Required action:
For each line below with the word "FastForward", write out a copy.

*** Data to process ***

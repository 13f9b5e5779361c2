//! Secret store boundary
//!
//! Accepted credentials are stored under deterministic keys and read back for
//! re-verification.

use crate::error::{ProvisionError, Result};
use async_trait::async_trait;
use std::collections::HashMap;
use tokio::sync::RwLock;

/// Key for a compute provider's credential parts
pub fn provider_key(provider_id: &str) -> String {
    format!("providers/{}", provider_id)
}

/// Key for a source-control integration's credential parts
pub fn source_code_key(provider_type: &str, id: &str) -> String {
    format!("source-code/{}/{}", provider_type, id)
}

#[async_trait]
pub trait SecretStore: Send + Sync {
    async fn store(&self, key: &str, value: serde_json::Value) -> Result<()>;

    /// Fails with [`ProvisionError::SecretNotFound`] for unknown keys
    async fn read(&self, key: &str) -> Result<serde_json::Value>;
}

/// Process-local secret store
#[derive(Default)]
pub struct MemoryVault {
    secrets: RwLock<HashMap<String, serde_json::Value>>,
}

impl MemoryVault {
    pub fn new() -> Self {
        Self::default()
    }

    pub async fn contains(&self, key: &str) -> bool {
        self.secrets.read().await.contains_key(key)
    }
}

#[async_trait]
impl SecretStore for MemoryVault {
    async fn store(&self, key: &str, value: serde_json::Value) -> Result<()> {
        self.secrets.write().await.insert(key.to_string(), value);
        Ok(())
    }

    async fn read(&self, key: &str) -> Result<serde_json::Value> {
        self.secrets
            .read()
            .await
            .get(key)
            .cloned()
            .ok_or_else(|| ProvisionError::SecretNotFound(key.to_string()))
    }
}
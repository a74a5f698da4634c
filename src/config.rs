use crate::error::AppError;
use clap::{Parser, ValueEnum};
use figment::providers::{Env, Format, Serialized, Toml};
use figment::Figment;
use mapgen_core::pipeline::{DEFAULT_REROLL_ATTEMPTS, DEFAULT_SEED};
use mapgen_core::{GenerationContext, LayoutSource};
use serde::{Deserialize, Serialize};
use std::path::{Path, PathBuf};

/// Config file read when `--config` is not given. Missing is fine.
pub const DEFAULT_CONFIG_FILE: &str = "bar-forge.toml";

/// Prefix for environment overrides, e.g. `BAR_FORGE_ROWS=24`.
pub const ENV_PREFIX: &str = "BAR_FORGE_";

/// Represents the different visualization modes available.
#[derive(ValueEnum, Clone, Debug, Default, PartialEq, Eq)]
pub enum VisualizationMode {
    #[default]
    None,
    /// Colored preview of the accepted map on stdout.
    Terminal,
}

/// Global log level for every module.
#[derive(ValueEnum, Clone, Debug, Default, PartialEq, Eq)]
pub enum GlobalLogLevel {
    Trace,
    Debug,
    #[default]
    Info,
    Warn,
    Error,
}

/// Layout generator choice on the command line.
///
/// Serializes to the same names `LayoutSource` reads back.
#[derive(ValueEnum, Clone, Copy, Debug, PartialEq, Eq, Serialize)]
#[serde(rename_all = "lowercase")]
pub enum LayoutArg {
    /// Constraint propagation over the pattern library.
    Wfc,
    /// Carve-and-repair.
    Carve,
}

/// Command line for the bar floor-plan generator.
///
/// Generation settings left unset here fall through to the config file,
/// then to `BAR_FORGE_*` variables, then to built-in defaults.
#[derive(Parser, Debug, Default, Serialize)]
#[command(author, version, about, long_about = None)]
pub struct AppConfig {
    /// Seed string. A `wfc:`, `carve:` or `simple:` prefix forces the layout.
    #[arg(long)]
    #[serde(skip_serializing_if = "Option::is_none")]
    pub seed: Option<String>,

    /// Rows of the output map.
    #[arg(long)]
    #[serde(skip_serializing_if = "Option::is_none")]
    pub rows: Option<usize>,

    /// Columns of the output map.
    #[arg(long)]
    #[serde(skip_serializing_if = "Option::is_none")]
    pub cols: Option<usize>,

    /// Layout generator.
    #[arg(long, value_enum)]
    #[serde(skip_serializing_if = "Option::is_none")]
    pub layout: Option<LayoutArg>,

    /// JSON or RON pattern library for the constraint-propagation layout.
    #[arg(long, value_name = "FILE")]
    #[serde(skip_serializing_if = "Option::is_none")]
    pub pattern_file: Option<PathBuf>,

    /// Attempts per layout generator before giving up.
    #[arg(long)]
    #[serde(skip_serializing_if = "Option::is_none")]
    pub reroll_attempts: Option<usize>,

    /// Do not fall back to carving when constraint propagation fails.
    #[arg(long, default_value_t = false)]
    #[serde(skip)]
    pub no_fallback: bool,

    /// Path to save the generated map. Printed to stdout when absent.
    #[arg(short, long, value_name = "FILE")]
    #[serde(skip_serializing_if = "Option::is_none")]
    pub output_path: Option<PathBuf>,

    /// Choose the visualization mode.
    #[arg(long, value_enum, default_value_t = VisualizationMode::None)]
    #[serde(skip)]
    pub visualization_mode: VisualizationMode,

    /// TOML file with generation settings.
    #[arg(long, value_name = "FILE")]
    #[serde(skip)]
    pub config: Option<PathBuf>,

    /// Generate this many derived seeds in parallel and report the outcome.
    #[arg(long, value_name = "COUNT")]
    #[serde(skip)]
    pub survey: Option<usize>,

    /// Optional: Path to save survey results as a CSV file.
    /// Only used if survey is also enabled.
    #[arg(long, value_name = "CSV_FILE")]
    #[serde(skip)]
    pub survey_csv: Option<PathBuf>,

    /// Set the global log level.
    #[arg(long, value_enum, default_value_t = GlobalLogLevel::Info)]
    #[serde(skip)]
    pub global_log_level: GlobalLogLevel,
}

/// Generation settings after every layer has been merged.
#[derive(Debug, Clone, PartialEq, Eq, Serialize, Deserialize)]
#[serde(default)]
pub struct Settings {
    #[serde(deserialize_with = "seed_from_any")]
    pub seed: String,
    pub rows: usize,
    pub cols: usize,
    pub layout: LayoutSource,
    pub pattern_file: Option<PathBuf>,
    pub reroll_attempts: usize,
    pub fallback_to_carve: bool,
    pub output_path: Option<PathBuf>,
}

/// `BAR_FORGE_SEED=42` and `seed = 42` arrive as numbers.
fn seed_from_any<'de, D: serde::Deserializer<'de>>(deserializer: D) -> Result<String, D::Error> {
    #[derive(Deserialize)]
    #[serde(untagged)]
    enum SeedValue {
        Text(String),
        Unsigned(u64),
        Signed(i64),
    }
    Ok(match SeedValue::deserialize(deserializer)? {
        SeedValue::Text(text) => text,
        SeedValue::Unsigned(n) => n.to_string(),
        SeedValue::Signed(n) => n.to_string(),
    })
}

impl Default for Settings {
    fn default() -> Self {
        let ctx = GenerationContext::default();
        Self {
            seed: DEFAULT_SEED.to_string(),
            rows: ctx.rows,
            cols: ctx.cols,
            layout: ctx.layout_source,
            pattern_file: None,
            reroll_attempts: DEFAULT_REROLL_ATTEMPTS,
            fallback_to_carve: ctx.fallback_to_carve,
            output_path: None,
        }
    }
}

impl Settings {
    /// The pipeline context these settings describe.
    pub fn generation_context(&self) -> GenerationContext {
        GenerationContext {
            rows: self.rows,
            cols: self.cols,
            layout_source: self.layout,
            reroll_attempts: self.reroll_attempts,
            fallback_to_carve: self.fallback_to_carve,
        }
    }
}

impl AppConfig {
    /// Merges defaults, the config file, the environment and this command line.
    pub fn resolve(&self) -> Result<Settings, AppError> {
        let file = match &self.config {
            Some(path) if !path.exists() => {
                return Err(AppError::Config(format!(
                    "Config file not found: {}",
                    path.display()
                )))
            }
            Some(path) => path.clone(),
            None => PathBuf::from(DEFAULT_CONFIG_FILE),
        };
        self.resolve_with(&file, Env::prefixed(ENV_PREFIX))
    }

    fn resolve_with(&self, file: &Path, env: Env) -> Result<Settings, AppError> {
        let mut settings: Settings = Figment::from(Serialized::defaults(Settings::default()))
            .merge(Toml::file(file))
            .merge(env)
            .merge(Serialized::defaults(self))
            .extract()
            .map_err(|e| AppError::Config(e.to_string()))?;

        if self.no_fallback {
            settings.fallback_to_carve = false;
        }
        log::debug!("Resolved settings: {:?}", settings);
        Ok(settings)
    }
}
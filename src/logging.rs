//! Logging setup for the application.

use crate::config::{AppConfig, GlobalLogLevel};
use env_logger::{Builder, Env};
use log::LevelFilter;

impl From<&GlobalLogLevel> for LevelFilter {
    fn from(level: &GlobalLogLevel) -> Self {
        match level {
            GlobalLogLevel::Trace => Self::Trace,
            GlobalLogLevel::Debug => Self::Debug,
            GlobalLogLevel::Info => Self::Info,
            GlobalLogLevel::Warn => Self::Warn,
            GlobalLogLevel::Error => Self::Error,
        }
    }
}

/// Initializes the logger from `RUST_LOG` and the configured global level.
///
/// The solver's per-cell tracing is noisy, so `mapgen_core::runner` stays at
/// `info` unless the global level asks for `trace`.
pub fn init_logger(config: &AppConfig) {
    let global_level = LevelFilter::from(&config.global_log_level);

    let env = Env::default().filter_or("RUST_LOG", "info");
    let mut builder = Builder::from_env(env);

    builder.filter_level(global_level);
    if global_level < LevelFilter::Trace {
        builder.filter_module("mapgen_core::runner", global_level.min(LevelFilter::Info));
    }

    builder.init();

    log::debug!(
        "Logger initialized with global log level: {:?}",
        config.global_log_level
    );
}
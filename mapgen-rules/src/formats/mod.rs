//! Module defining parsers for different pattern file formats.

// Export the core parser trait
pub mod parser;
pub use parser::FormatParser;

// Format-specific implementations
pub mod json_format;
pub mod ron_format;

#[cfg(feature = "serde")]
mod raw;
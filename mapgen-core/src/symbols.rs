//! ASCII legend shared with the map materializer.
//!
//! Each byte maps to exactly one fixture kind. The materializer walks an
//! accepted grid once and spawns an entity per non-structural byte, so these
//! values are a wire format and must stay in sync with it.

/// Outer or interior wall.
pub const WALL: u8 = b'#';
/// Alternate wall style, structurally identical to `WALL`.
pub const WALL2: u8 = b'w';
/// Walkable floor.
pub const EMPTY: u8 = b'.';
/// Unique origin marker.
pub const ORIGIN: u8 = b'0';
/// Uncollapsed solver cell.
pub const UNKNOWN: u8 = b'?';
/// Blank filler, treated as floor.
pub const BLANK: u8 = b' ';

/// A pre-placed customer.
pub const CUSTOMER: u8 = b'c';
/// Customer spawner.
pub const CUST_SPAWNER: u8 = b'C';
/// Register with a waiting queue.
pub const REGISTER: u8 = b'R';
/// Table.
pub const TABLE: u8 = b't';
/// Grabber facing up.
pub const GRABBER_UP: u8 = b'^';
/// Grabber facing left.
pub const GRABBER_LEFT: u8 = b'<';
/// Grabber facing right.
pub const GRABBER_RIGHT: u8 = b'>';
/// Grabber facing down.
pub const GRABBER_DOWN: u8 = b'v';
/// Medicine cabinet.
pub const MEDICINE_CABINET: u8 = b'M';
/// Fruit dispenser.
pub const FRUIT: u8 = b'F';
/// Blender.
pub const BLENDER: u8 = b'b';
/// Soda machine.
pub const SODA_MACHINE: u8 = b'S';
/// Cupboard.
pub const CUPBOARD: u8 = b'd';
/// Lemon dispenser.
pub const LEMON: u8 = b'l';
/// Simple syrup holder.
pub const SIMPLE_SYRUP: u8 = b'y';
/// Squirter.
pub const SQUIRTER: u8 = b'q';
/// Trash can.
pub const TRASH: u8 = b'g';
/// Filtered grabber.
pub const FILTERED_GRABBER: u8 = b'G';
/// Pneumatic pipe.
pub const PNUMATIC_PIPE: u8 = b'p';
/// Mop holder.
pub const MOP_HOLDER: u8 = b'm';
/// Fast-forward trigger.
pub const FAST_FORWARD: u8 = b'f';
/// Mop buddy holder.
pub const MOP_BUDDY: u8 = b'B';
/// The named "Sophie" fixture.
pub const SOPHIE: u8 = b'+';

/// Length of the floor strip east of a register where customers line up.
pub const QUEUE_LENGTH: usize = 3;

/// Returns true for either wall byte.
pub const fn is_wall(ch: u8) -> bool {
    ch == WALL || ch == WALL2
}

/// Bytes that survive layout scrubbing.
pub const fn is_structural(ch: u8) -> bool {
    is_wall(ch) || ch == EMPTY || ch == ORIGIN
}

/// Routing treats only floor and origin as passable.
pub const fn is_walkable_for_routing(ch: u8) -> bool {
    ch == EMPTY || ch == ORIGIN
}

/// Structural connectivity treats anything that is not a wall as walkable.
pub const fn is_walkable_ascii(ch: u8) -> bool {
    !is_wall(ch)
}

/// Facing of a grabber fixture.
#[derive(Debug, Clone, Copy, PartialEq, Eq, Hash)]
pub enum Facing {
    /// Towards row 0.
    Up,
    /// Towards the last row.
    Down,
    /// Towards column 0.
    Left,
    /// Towards the last column.
    Right,
}

/// Every entity kind the materializer can spawn from a single byte.
#[derive(Debug, Clone, Copy, PartialEq, Eq, Hash)]
#[cfg_attr(feature = "serde", derive(serde::Serialize, serde::Deserialize))]
pub enum FixtureKind {
    /// `#`
    Wall,
    /// `w`
    AltWall,
    /// `0`
    Origin,
    /// `c`
    Customer,
    /// `C`
    CustomerSpawner,
    /// `R`
    Register,
    /// `t`
    Table,
    /// `^`
    GrabberUp,
    /// `<`
    GrabberLeft,
    /// `>`
    GrabberRight,
    /// `v`
    GrabberDown,
    /// `M`
    MedicineCabinet,
    /// `F`
    FruitDispenser,
    /// `b`
    Blender,
    /// `S`
    SodaMachine,
    /// `d`
    Cupboard,
    /// `l`
    Lemon,
    /// `y`
    SimpleSyrup,
    /// `q`
    Squirter,
    /// `g`
    Trash,
    /// `G`
    FilteredGrabber,
    /// `p`
    PneumaticPipe,
    /// `m`
    MopHolder,
    /// `f`
    FastForward,
    /// `B`
    MopBuddy,
    /// `+`
    Sophie,
}

impl FixtureKind {
    /// Every kind, in legend order.
    pub const ALL: [Self; 26] = [
        Self::Wall,
        Self::AltWall,
        Self::Origin,
        Self::Customer,
        Self::CustomerSpawner,
        Self::Register,
        Self::Table,
        Self::GrabberUp,
        Self::GrabberLeft,
        Self::GrabberRight,
        Self::GrabberDown,
        Self::MedicineCabinet,
        Self::FruitDispenser,
        Self::Blender,
        Self::SodaMachine,
        Self::Cupboard,
        Self::Lemon,
        Self::SimpleSyrup,
        Self::Squirter,
        Self::Trash,
        Self::FilteredGrabber,
        Self::PneumaticPipe,
        Self::MopHolder,
        Self::FastForward,
        Self::MopBuddy,
        Self::Sophie,
    ];

    /// Decodes a legend byte. Floor and empty markers map to `None`.
    pub const fn from_symbol(ch: u8) -> Option<Self> {
        let kind = match ch {
            WALL => Self::Wall,
            WALL2 => Self::AltWall,
            ORIGIN => Self::Origin,
            CUSTOMER => Self::Customer,
            CUST_SPAWNER => Self::CustomerSpawner,
            REGISTER => Self::Register,
            TABLE => Self::Table,
            GRABBER_UP => Self::GrabberUp,
            GRABBER_LEFT => Self::GrabberLeft,
            GRABBER_RIGHT => Self::GrabberRight,
            GRABBER_DOWN => Self::GrabberDown,
            MEDICINE_CABINET => Self::MedicineCabinet,
            FRUIT => Self::FruitDispenser,
            BLENDER => Self::Blender,
            SODA_MACHINE => Self::SodaMachine,
            CUPBOARD => Self::Cupboard,
            LEMON => Self::Lemon,
            SIMPLE_SYRUP => Self::SimpleSyrup,
            SQUIRTER => Self::Squirter,
            TRASH => Self::Trash,
            FILTERED_GRABBER => Self::FilteredGrabber,
            PNUMATIC_PIPE => Self::PneumaticPipe,
            MOP_HOLDER => Self::MopHolder,
            FAST_FORWARD => Self::FastForward,
            MOP_BUDDY => Self::MopBuddy,
            SOPHIE => Self::Sophie,
            _ => return None,
        };
        Some(kind)
    }

    /// Encodes this kind as its legend byte.
    pub const fn symbol(self) -> u8 {
        match self {
            Self::Wall => WALL,
            Self::AltWall => WALL2,
            Self::Origin => ORIGIN,
            Self::Customer => CUSTOMER,
            Self::CustomerSpawner => CUST_SPAWNER,
            Self::Register => REGISTER,
            Self::Table => TABLE,
            Self::GrabberUp => GRABBER_UP,
            Self::GrabberLeft => GRABBER_LEFT,
            Self::GrabberRight => GRABBER_RIGHT,
            Self::GrabberDown => GRABBER_DOWN,
            Self::MedicineCabinet => MEDICINE_CABINET,
            Self::FruitDispenser => FRUIT,
            Self::Blender => BLENDER,
            Self::SodaMachine => SODA_MACHINE,
            Self::Cupboard => CUPBOARD,
            Self::Lemon => LEMON,
            Self::SimpleSyrup => SIMPLE_SYRUP,
            Self::Squirter => SQUIRTER,
            Self::Trash => TRASH,
            Self::FilteredGrabber => FILTERED_GRABBER,
            Self::PneumaticPipe => PNUMATIC_PIPE,
            Self::MopHolder => MOP_HOLDER,
            Self::FastForward => FAST_FORWARD,
            Self::MopBuddy => MOP_BUDDY,
            Self::Sophie => SOPHIE,
        }
    }

    /// Facing of grabber kinds, `None` for everything else.
    pub const fn facing(self) -> Option<Facing> {
        match self {
            Self::GrabberUp => Some(Facing::Up),
            Self::GrabberDown => Some(Facing::Down),
            Self::GrabberLeft => Some(Facing::Left),
            Self::GrabberRight => Some(Facing::Right),
            _ => None,
        }
    }

    /// Walls and origin shape the room; everything else is furniture.
    pub const fn is_structural(self) -> bool {
        matches!(self, Self::Wall | Self::AltWall | Self::Origin)
    }
}

/// Fixtures every accepted map must contain, with their report labels.
pub const REQUIRED_SYMBOLS: [(u8, &str); 8] = [
    (CUST_SPAWNER, "CustomerSpawner (C)"),
    (REGISTER, "Register (R)"),
    (SODA_MACHINE, "SodaMachine (S)"),
    (CUPBOARD, "Cupboard (d)"),
    (TRASH, "Trash (g)"),
    (FAST_FORWARD, "FastForward (f)"),
    (SOPHIE, "Sophie (+)"),
    (TABLE, "Table (t)"),
];
//! Constraint propagation logic and traits.

pub mod bfs;

pub use bfs::BfsPropagator;

use crate::grid::{Grid, PossibilityGrid};
use std::fmt::Debug;
use thiserror::Error;

/// Errors that can occur during the constraint propagation phase.
#[derive(Debug, Error, Clone, PartialEq, Eq)]
pub enum PropagationError {
    /// A queued coordinate lies outside the grid.
    #[error("Propagation started from out of bounds cell ({0}, {1})")]
    OutOfBounds(usize, usize),
    /// An internal error within the propagation logic.
    #[error("Internal propagation error: {0}")]
    InternalError(String),
}

/// What a propagation pass did to the grid.
#[derive(Debug, Clone, Default, PartialEq, Eq)]
pub struct PropagationOutcome {
    /// Number of times a cell lost at least one possibility.
    pub cells_narrowed: usize,
    /// Cells left with no possibility at all, as `(row, col)`.
    pub contradictions: Vec<(usize, usize)>,
}

/// Trait defining the interface for a constraint propagation algorithm.
///
/// Implementors narrow the possibility sets of open cells after some cells
/// changed. Collapsed cells are never modified. A cell that loses every
/// possibility is reported in the outcome rather than aborting the pass.
pub trait ConstraintPropagator: Debug {
    /// Propagates constraints starting from a list of initially updated cells.
    ///
    /// # Arguments
    ///
    /// * `grid` - A mutable reference to the possibility grid to update.
    /// * `updated_coords` - `(row, col)` of cells that were initially changed.
    /// * `collapsed` - Marks cells whose pattern is fixed.
    fn propagate(
        &mut self,
        grid: &mut PossibilityGrid,
        updated_coords: Vec<(usize, usize)>,
        collapsed: &Grid<bool>,
    ) -> Result<PropagationOutcome, PropagationError>;
}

*** End of Data to process ***

Exercise answer:
    FastForward,
        Self::FastForward,
            FAST_FORWARD => Self::FastForward,
            Self::FastForward => FAST_FORWARD,
    (FAST_FORWARD, "FastForward (f)"),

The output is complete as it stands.